PROBLEM TO WORK ON: Reproduce the following entries exactly, leaving nothing out.

(SOURCE RECORDS)

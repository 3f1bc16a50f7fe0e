//! # roundlink Model
//!
//! Domain types for the roundlink golf round replication engine.
//!
//! This crate defines the unit of replication — the [`Round`] — and every
//! value it contains: [`Stroke`], [`Hole`], [`Target`], club reference
//! data, identifier newtypes, and geographic coordinates.
//!
//! ## Design
//!
//! - Pure data: no I/O, no locking, no transport knowledge
//! - All types are serde-derived; the same schema is used on the wire
//!   and at rest
//! - Identifiers are UUID newtypes, assigned at creation and never
//!   reused, which is what makes message re-delivery idempotent

#![deny(unsafe_code)]
#![warn(missing_docs)]

mod club;
mod geo;
mod hole;
mod id;
mod round;
mod stroke;
mod time;

pub use club::{Club, ClubType};
pub use geo::GeoPoint;
pub use hole::{Hole, Target};
pub use id::{ClubId, ClubTypeId, HoleId, RoundId, StrokeId, TargetId};
pub use round::Round;
pub use stroke::{ShotDirection, Stroke, StrokeAnnotations};
pub use time::Timestamp;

(End SOURCE RECORDS)

SOLUTION TO THE PROBLEM:
repository 3f1bc16a50f7fe0e
//! # roundlink Model
//!
//! Domain types for the roundlink golf round replication engine.
//!
//! This crate defines the unit of replication — the [`Round`] — and every
//! value it contains: [`Stroke`], [`Hole`], [`Target`], club reference
//! data, identifier newtypes, and geographic coordinates.
//!
//! ## Design
//!
//! - Pure data: no I/O, no locking, no transport knowledge
//! - All types are serde-derived; the same schema is used on the wire
//!   and at rest
//! - Identifiers are UUID newtypes, assigned at creation and never
//!   reused, which is what makes message re-delivery idempotent

#![deny(unsafe_code)]
#![warn(missing_docs)]

mod club;
mod geo;
mod hole;
mod id;
mod round;
mod stroke;
mod time;

pub use club::{Club, ClubType};
pub use geo::GeoPoint;
pub use hole::{Hole, Target};
pub use id::{ClubId, ClubTypeId, HoleId, RoundId, StrokeId, TargetId};
pub use round::Round;
pub use stroke::{ShotDirection, Stroke, StrokeAnnotations};
pub use time::Timestamp;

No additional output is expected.